Today, we’ll look at KPMG’s effort to determine who exactly the investors in timberland are, what their underwriting assumptions are, and what are their expectations for the coming 12 months.
The firms surveyed included North America’s timberland investment market participants with five different structures: appraisal or consulting organizations; integrated forest products companies; investment fund managers; real estate investment trusts; timberland lender. The breakdown within the respondent group was as follows:
By way of a geographical analysis, the report stipulated that more than half of the participants were active in the coastal northwest and Alaska. The southeastern U.S. was the second more popular region for these respondents, and the northeast was third.
Observations from the survey include the following:
- Compared to results from the year-before survey, discount rates shifted downward from the summer of 2015 to that of 2016;
- Significant investment from outside of North America continues to trend downward;
- A majority of participants expect that the price of logs will remain the same or increase slightly over the next 5 years;
- The majority of respondents also say that they use no real growth rate for harvesting costs, since inflation is stagnant in the United States.
Discount Rates Head Downward
Respondents were asked “what discount rate do you use when evaluating new acquisitions of timberland assets?” Nobody uses a discount rate higher than 8%, or lower than 4%. The most frequently used discount rate range used is from 5% up to, but not including, 6%. The particulars are below.

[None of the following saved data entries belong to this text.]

use std::{cell::RefCell, fs, io, path::PathBuf, rc::Rc};

use cucumber_pipeline::{ConfigResolver, Driver, Steps};
use tempfile::TempDir;

#[derive(Default)]
struct World(u32);

#[derive(Clone, Default)]
struct Console(Rc<RefCell<Vec<u8>>>);

impl Console {
    fn contents(&self) -> String {
        String::from_utf8_lossy(&self.0.borrow()).into_owned()
    }
}

impl io::Write for Console {
    fn write(&mut self, buf: &[u8]) -> io::Result<usize> {
        self.0.borrow_mut().extend_from_slice(buf);
        Ok(buf.len())
    }

    fn flush(&mut self) -> io::Result<()> {
        Ok(())
    }
}

fn steps() -> Steps<World> {
    let mut steps = Steps::<World>::new();
    steps
        .given("^there is a cucumber basket$", |_, _| {})
        .given(r"^I have (\d+) cucumbers$", |w, args| {
            w.0 = args[0].parse().unwrap();
        })
        .given("^I am (hungry|polite)$", |_, _| {})
        .when(r"^I eat (\d+) cucumbers$", |w, args| {
            let n = args[0].parse::<u32>().unwrap();
            assert!(w.0 >= n, "not enough cucumbers");
            w.0 -= n;
        })
        .then(r"^I have (\d+) cucumbers$", |w, args| {
            assert_eq!(w.0, args[0].parse::<u32>().unwrap());
        });
    steps
}

fn fixture(name: &str) -> String {
    PathBuf::from(env!("CARGO_MANIFEST_DIR"))
        .join("tests/features")
        .join(name)
        .to_string_lossy()
        .into_owned()
}

fn driver(dir: &TempDir) -> (Driver<World>, Console) {
    let console = Console::default();
    let out = console.clone();
    let driver = Driver::new(steps())
        .resolver(ConfigResolver::new().profile_file(dir.path().join("cucumber.yml")))
        .console(move || Box::new(out.clone()));
    (driver, console)
}

#[test]
fn zero_files_succeed() {
    let dir = tempfile::tempdir().unwrap();
    let empty = dir.path().to_string_lossy().into_owned();
    let (mut driver, _) = driver(&dir);

    assert_eq!(driver.status(&[empty.as_str()]), 0);
    assert_eq!(driver.status::<&str>(&[]), 0);
}

#[test]
fn passing_and_pending_steps_succeed() {
    let dir = tempfile::tempdir().unwrap();
    let (mut driver, console) = driver(&dir);

    let summary = driver.run(&[fixture("eating")]).unwrap();

    assert_eq!(summary.scenarios, 4);
    assert_eq!(summary.passed, 15);
    assert_eq!(summary.pending, 1);
    assert_eq!(summary.skipped, 1);
    assert!(!summary.has_failed());

    let output = console.contents();
    assert!(output.contains("Feature: Eating cucumbers"));
    assert!(output.contains("Feature: Sharing cucumbers"));
    assert!(output.contains("4 scenarios"));
}

#[test]
fn failing_step_is_reported_by_every_formatter() {
    let dir = tempfile::tempdir().unwrap();
    let out = |name: &str| dir.path().join(name).to_string_lossy().into_owned();
    let (progress, html, doc, profile) =
        (out("progress.txt"), out("report.html"), out("doc.html"), out("profile.txt"));
    let (mut driver, console) = driver(&dir);

    let status = driver.status(&[
        "--format",
        "pretty",
        "--format",
        "progress",
        "--out",
        progress.as_str(),
        "--format",
        "html",
        "--out",
        html.as_str(),
        "--format",
        "doc",
        "--out",
        doc.as_str(),
        "--format",
        "profile",
        "--out",
        profile.as_str(),
        fixture("failing").as_str(),
    ]);

    assert_eq!(status, 1);
    let reports = [
        console.contents(),
        fs::read_to_string(&progress).unwrap(),
        fs::read_to_string(&html).unwrap(),
        fs::read_to_string(&doc).unwrap(),
        fs::read_to_string(&profile).unwrap(),
    ];
    for report in reports {
        assert!(report.contains("not enough cucumbers"), "{report}");
        assert!(report.contains("end_to_end.rs"), "{report}");
    }
}

#[test]
fn file_destination_replaces_console() {
    let dir = tempfile::tempdir().unwrap();
    let report = dir.path().join("report.html");
    let report_arg = report.to_string_lossy().into_owned();
    let (mut driver, console) = driver(&dir);

    driver
        .run(&[
            "--format",
            "pretty",
            "--format",
            "html",
            "--out",
            report_arg.as_str(),
            fixture("eating/later.feature").as_str(),
        ])
        .unwrap();

    let console = console.contents();
    let html = fs::read_to_string(&report).unwrap();
    assert!(console.contains("Feature: Sharing cucumbers"));
    assert!(!console.contains("<html"));
    assert!(html.contains("<html"));
    assert!(html.contains(r#"<div class="story">"#));
}

#[test]
fn line_filter_selects_single_outline_row() {
    let dir = tempfile::tempdir().unwrap();
    let (mut driver, _) = driver(&dir);

    let summary = driver
        .run(&["--format", "progress", "--line", "24", fixture("eating/eat.feature").as_str()])
        .unwrap();

    assert_eq!(summary.scenarios, 1);
    assert_eq!(summary.passed, 4);
}

#[test]
fn dry_run_skips_everything() {
    let dir = tempfile::tempdir().unwrap();
    let (mut driver, console) = driver(&dir);

    let summary = driver
        .run(&["--dry-run", "--format", "progress", fixture("failing").as_str()])
        .unwrap();

    assert!(!summary.has_failed());
    assert_eq!(summary.skipped, 3);
    assert!(console.contents().starts_with("___"));
}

This is a stark contrast with the results of the same poll a year before. Although the 5%-6% bar was the highest then, too, it was below 60%. Further, a year ago the runner-up category was the next higher, 6% to 7%, given by more than 20% of the respondents. Yet further: in 2015 there were some respondents who said their discount rate was 8% or above – they have all disappeared.
Most respondents expect that the rates will remain the same over the next 2 to 3 years, with 17% saying they will decrease further, and 13% that they will increase.
An even half (50%) of respondents said that they assume a growth rate of 0% for timber harvest costs on a real basis over the term of their investment. As KPMG observes, this “is close to the current rate of inflation of 1.0 percent.” Another 33% say that they assume a rate above 0% by less than 2%.
On the distinct question of the assumed growth rate for operation and management costs on a real basis, the percentage of those using zero is even higher. It reaches 54% here, whereas those who say “above 0% but less than 2%” are only at 29%.
Log prices are different. The prevailing assumption is that they will increase by an amount measurable in positive numbers, though the number will be small (less than 2%).
Why this assumption? Presumably because respondents are aware that U.S. housing starts are near record highs. In 2019, annual housing starts are projected to reach 1.5 million, exceeding the pre-crisis (2007) level.
Also, there is China. It plans to phase out logging of its own forests, so it will be increasingly reliant on timber imports.
KPMG observes “a rising number of institutional investors, hedge funds, and private equity funds increasing allocations to timber investments throughout the United States and the rest of the world.”